The David Flack Quorum album release
June 1976
An album of progressive jazz-rock-classical fusion pieces, all written by San Antonio native David Flack, first begun in 1970, delayed by Sonobeat’s studio move and David’s two years of active duty in the Army, and completed in 1973, is finally released in February 1976 after an unsuccessful effort to sell the master tapes to a national label in 1975. Even though recorded in pieces over a multi-year span, The David Flack Quorum’s Mindbender is a well-put-together body of music, solidly performed by David’s trio, and sung with passion by Austin jazz and blues artist Marva Jackson. This is Sonobeat’s second album release and the first of only two releases by Sonobeat that will not use its signature logotype on the disc label or jacket.
Jazz • Stereo album • DFQS-100
Jeannine Hoke 45 RPM single release
June 1976
Sonobeat releases it’s 24th 45 RPM single, Jeannine Hoke’s Your Touch Is Like a Whisper to Me backed with Let’s Get to Houston Today. Jeannine double-tracks her vocal on Your Touch Is Like a Whisper to Me.

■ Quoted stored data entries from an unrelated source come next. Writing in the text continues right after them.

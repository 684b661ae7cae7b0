//! # portsweep - A Concurrent TCP Connect Port Scanner
//!
//! portsweep determines which ports on one or more hosts accept TCP
//! connections, captures whatever banner a service sends first, and reports
//! per-port results with live progress.
//!
//! ## Features
//!
//! - **Full TCP connect scanning**: no elevated privileges required
//! - **Bounded worker pool**: a fixed number of workers drain a bounded queue
//! - **Retries with backoff**: every port gets several attempts, 1s/2s/4s apart
//! - **Banner capture**: up to 1024 bytes read within two seconds of connecting
//! - **Multiple output formats**: plain text, JSON, and CSV
//!
//! ## Example Usage
//!
//! ```rust,ignore
//! use portsweep::config::RunConfig;
//! use portsweep::scanner::Scanner;
//!
//! #[tokio::main]
//! async fn main() {
//!     let config = RunConfig::new(vec!["127.0.0.1".to_string()], 20, 25).with_workers(4);
//!     let report = Scanner::new().run(&config).await.unwrap();
//!
//!     println!("{} of {} ports open", report.open_count(), report.total());
//! }
//! ```
//!
//! ## Architecture
//!
//! - [`types`] - Validated ports and scan units
//! - [`scanner`] - Plan, prober, retry policy, worker pool, aggregator, runner
//! - [`config`] - Run configuration and settings file
//! - [`error`] - Error types
//! - [`output`] - Output formatting utilities
//!
//! ## Known limits
//!
//! A port that never answers costs `retries * timeout` plus 7 seconds of
//! backoff, so a worst-case run takes roughly
//! `ceil(total / workers) * (retries * timeout + 7s)`. Large ranges with few
//! workers can take a very long time.

pub mod banner;
pub mod cli;
pub mod config;
pub mod error;
pub mod output;
pub mod scanner;
pub mod types;

// Re-export commonly used types
pub use config::{OutputMode, RunConfig};
pub use error::{ConfigError, OutputError, ProbeError, ScanError};
pub use scanner::{PortStatus, ScanOutcome, ScanRecord, ScanReport, Scanner};
pub use types::{Port, PortRange, ScanUnit};
//! JSON output formatting.

use crate::error::OutputResult;
use crate::scanner::ScanReport;
use std::io::Write;

/// Write results as an indented JSON array of records.
pub fn write_json<W: Write>(out: &mut W, report: &ScanReport) -> OutputResult<()> {
    let json = serde_json::to_string_pretty(&report.records())?;
    writeln!(out, "{}", json)?;
    Ok(())
}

Although Sonobeat markets the single as “pop”, it’s really country-folk. Jeannine’s will be Sonobeat’s final 45 RPM single release, coming more than a year after the previous single release by Arma Harper. And, like Arma Harper on his single released a year earlier, Jeannine is credited on her single label by first name only.
Country • Stereo 45 RPM single • PS-122
Helmer Dahl album release
July 1976
Sonobeat releases it’s third and final album, Helmer Dahl’s Toe-Tapping Tunes. The album features Helmer playing a concert Baldwin organ and Arp Pro-Soloist synthesizer and sounding very much like an entire band. But it’s just Helmer, a sought-after Central Texas solo act during the ’70s. Because Sonobeat producer Bill Josey Sr. is financially strapped as he continues chemotherapy treatments for cancer, Helmer finances the album release. Helmer’s album holds the distinction of being Sonobeat’s final commercial release and, like The David Flack Quorum’s album released the prior month, doesn’t use Sonobeat’s signature logotype on the disc label or jacket.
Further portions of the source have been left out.